[Dataset records]

===

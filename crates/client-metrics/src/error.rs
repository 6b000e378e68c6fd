// Copyright 2023-Present Datadog, Inc. https://www.datadoghq.com/
// SPDX-License-Identifier: Apache-2.0

use reqwest::StatusCode;

/// Errors raised while building or validating configuration
#[derive(Debug, thiserror::Error)]
pub enum ConfigError {
    #[error("Invalid configuration: {0}")]
    Invalid(String),

    #[error("Invalid endpoint URL '{0}'")]
    InvalidEndpoint(String),
}

/// Errors that can occur when constructing a metrics engine
#[derive(Debug, thiserror::Error)]
pub enum EngineError {
    #[error("Metrics engine requires a running tokio runtime")]
    NoRuntime,

    #[error(transparent)]
    Config(#[from] ConfigError),

    #[error("Failed to build HTTP client: {0}")]
    HttpClient(String),
}

/// Errors returned by a transport when a batch could not be delivered
#[derive(Debug, thiserror::Error)]
pub enum TransportError {
    #[error("No credentials available to authorize the request")]
    MissingCredentials,

    #[error("Credential token is not a valid header value")]
    InvalidToken,

    #[error("Failed to serialize batch: {0}")]
    Serialization(#[from] serde_json::Error),

    #[error("Request failed: {0}")]
    Request(#[from] reqwest::Error),

    #[error("{status}: collector rejected batch: {body}")]
    Status { status: StatusCode, body: String },

    #[error("Transport error: {0}")]
    Other(String),
}
// Copyright 2023-Present Datadog, Inc. https://www.datadoghq.com/
// SPDX-License-Identifier: Apache-2.0

//! Diagnostic (client) events.
//!
//! Diagnostic events are richer than operational metrics: each one wraps a client event payload
//! with a unique id, a schema version, origin timestamps and metadata about the client that
//! produced it. The buffer treats the resulting [`ClientMetric`] as opaque.

use serde::Serialize;
use serde_json::{Map, Value};
use uuid::Uuid;

use crate::record::now_millis;

/// Caller-supplied structured data embedded in a diagnostic event.
pub type Payload = Map<String, Value>;

const DIAGNOSTIC_EVENT_TYPE: &str = "diagnostic-event";
const DIAGNOSTIC_SCHEMA_VERSION: u32 = 1;
const FALLBACK_LOCAL_IP: &str = "127.0.0.1";

/// Identifiers tying an event to a session, device and user.
///
/// Assembled by the host; the engine only forwards them.
#[derive(Debug, Clone, Default, PartialEq, Eq, Serialize)]
#[serde(rename_all = "camelCase")]
pub struct Identifiers {
    #[serde(skip_serializing_if = "Option::is_none")]
    pub correlation_id: Option<String>,
    #[serde(skip_serializing_if = "Option::is_none")]
    pub call_id: Option<String>,
    #[serde(skip_serializing_if = "Option::is_none")]
    pub device_id: Option<String>,
    #[serde(skip_serializing_if = "Option::is_none")]
    pub user_id: Option<String>,
    #[serde(skip_serializing_if = "Option::is_none")]
    pub org_id: Option<String>,
    #[serde(skip_serializing_if = "Option::is_none")]
    pub locus_url: Option<String>,
}

/// One negotiated ICE media line.
#[derive(Debug, Clone, Default, PartialEq, Eq, Serialize)]
#[serde(rename_all = "camelCase")]
pub struct MediaLine {
    pub media_type: String,
    pub direction: String,
    pub local_ip: String,
    pub local_port: u16,
    pub remote_ip: String,
    pub remote_port: u16,
    pub protocol: String,
    pub status: String,
}

#[derive(Debug, Clone, Copy, PartialEq, Eq, Serialize)]
pub enum ClientEventName {
    #[serde(rename = "client.mediaquality.event")]
    MediaQuality,
}

#[derive(Debug, Clone, Copy, Default, PartialEq, Eq, Serialize)]
#[serde(rename_all = "lowercase")]
pub enum NetworkType {
    Wifi,
    Cellular,
    Ethernet,
    #[default]
    Unknown,
}

/// The event body carried inside a [`DiagnosticEvent`].
#[derive(Debug, Clone, PartialEq, Serialize)]
#[serde(rename_all = "camelCase")]
pub struct ClientEvent {
    pub name: ClientEventName,
    pub identifiers: Identifiers,
    pub can_proceed: bool,
    #[serde(skip_serializing_if = "Option::is_none")]
    pub media_lines: Option<Vec<MediaLine>>,
    pub intervals: Vec<Payload>,
}

impl ClientEvent {
    /// Local address of the first media line that reports one.
    pub fn local_ip(&self) -> Option<&str> {
        self.media_lines
            .as_deref()?
            .iter()
            .map(|line| line.local_ip.as_str())
            .find(|ip| !ip.is_empty())
    }
}

#[derive(Debug, Clone, PartialEq, Eq, Serialize)]
#[serde(rename_all = "camelCase")]
pub struct ClientInfo {
    pub client_type: String,
    pub sub_client_type: String,
    pub os: String,
    pub os_version: String,
    #[serde(rename = "localIP")]
    pub local_ip: String,
    pub client_version: String,
}

#[derive(Debug, Clone, PartialEq, Eq, Serialize)]
#[serde(rename_all = "camelCase")]
pub struct DiagnosticOrigin {
    pub user_agent: String,
    pub network_type: NetworkType,
    pub local_ip_address: String,
    pub using_proxy: bool,
    pub media_engine_software_version: String,
    pub client_info: ClientInfo,
}

/// Triggered/sent timestamps, UTC milliseconds since the Unix epoch.
#[derive(Debug, Clone, Copy, PartialEq, Eq, Serialize)]
pub struct OriginTime {
    pub triggered: i64,
    pub sent: i64,
}

impl OriginTime {
    pub fn now() -> Self {
        let now = now_millis();
        Self {
            triggered: now,
            sent: now,
        }
    }
}

#[derive(Debug, Clone, PartialEq, Serialize)]
#[serde(rename_all = "camelCase")]
pub struct DiagnosticEvent {
    pub event_id: Uuid,
    pub version: u32,
    pub origin: DiagnosticOrigin,
    pub origin_time: OriginTime,
    pub event: ClientEvent,
}

/// The unit stored in the diagnostic queue and posted to the collector.
#[derive(Debug, Clone, PartialEq, Serialize)]
#[serde(rename_all = "camelCase")]
pub struct ClientMetric {
    pub event_payload: DiagnosticEvent,
    #[serde(rename = "type")]
    pub kind: &'static str,
}

impl ClientMetric {
    pub fn new(event: DiagnosticEvent) -> Self {
        Self {
            event_payload: event,
            kind: DIAGNOSTIC_EVENT_TYPE,
        }
    }

    pub fn event_id(&self) -> Uuid {
        self.event_payload.event_id
    }
}

/// Static description of the host client, injected at engine construction.
#[derive(Debug, Clone, PartialEq, Eq)]
pub struct ClientContext {
    pub user_agent: String,
    pub client_type: String,
    pub sub_client_type: String,
    pub os: String,
    pub os_version: String,
    pub client_version: String,
    pub media_engine_version: String,
    pub network_type: NetworkType,
    pub using_proxy: bool,
}

impl Default for ClientContext {
    fn default() -> Self {
        let version = env!("CARGO_PKG_VERSION").to_string();
        Self {
            user_agent: format!("client-metrics/{version}"),
            client_type: "SDK_CLIENT".to_string(),
            sub_client_type: "MOBILE_APP".to_string(),
            os: std::env::consts::OS.to_string(),
            os_version: "unknown".to_string(),
            client_version: version,
            media_engine_version: "unknown".to_string(),
            network_type: NetworkType::Unknown,
            using_proxy: false,
        }
    }
}

impl ClientContext {
    /// Builds a media-quality event for one reporting interval.
    ///
    /// The origin's local address comes from the first media line that has one, falling back to
    /// the loopback address.
    pub fn media_quality_event(
        &self,
        identifiers: Identifiers,
        media_lines: Option<Vec<MediaLine>>,
        interval: Payload,
    ) -> DiagnosticEvent {
        let event = ClientEvent {
            name: ClientEventName::MediaQuality,
            identifiers,
            can_proceed: true,
            media_lines,
            intervals: vec![interval],
        };
        let local_ip = event.local_ip().unwrap_or(FALLBACK_LOCAL_IP).to_string();

        let client_info = ClientInfo {
            client_type: self.client_type.clone(),
            sub_client_type: self.sub_client_type.clone(),
            os: self.os.clone(),
            os_version: self.os_version.clone(),
            local_ip: local_ip.clone(),
            client_version: self.client_version.clone(),
        };
        let origin = DiagnosticOrigin {
            user_agent: self.user_agent.clone(),
            network_type: self.network_type,
            local_ip_address: local_ip,
            using_proxy: self.using_proxy,
            media_engine_software_version: self.media_engine_version.clone(),
            client_info,
        };

        DiagnosticEvent {
            event_id: Uuid::new_v4(),
            version: DIAGNOSTIC_SCHEMA_VERSION,
            origin,
            origin_time: OriginTime::now(),
            event,
        }
    }
}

===

Exercise brief:
Copy down each line in the entries that has the word "ClientEventName".

Output for this task:
pub enum ClientEventName {
    pub name: ClientEventName,
            name: ClientEventName::MediaQuality,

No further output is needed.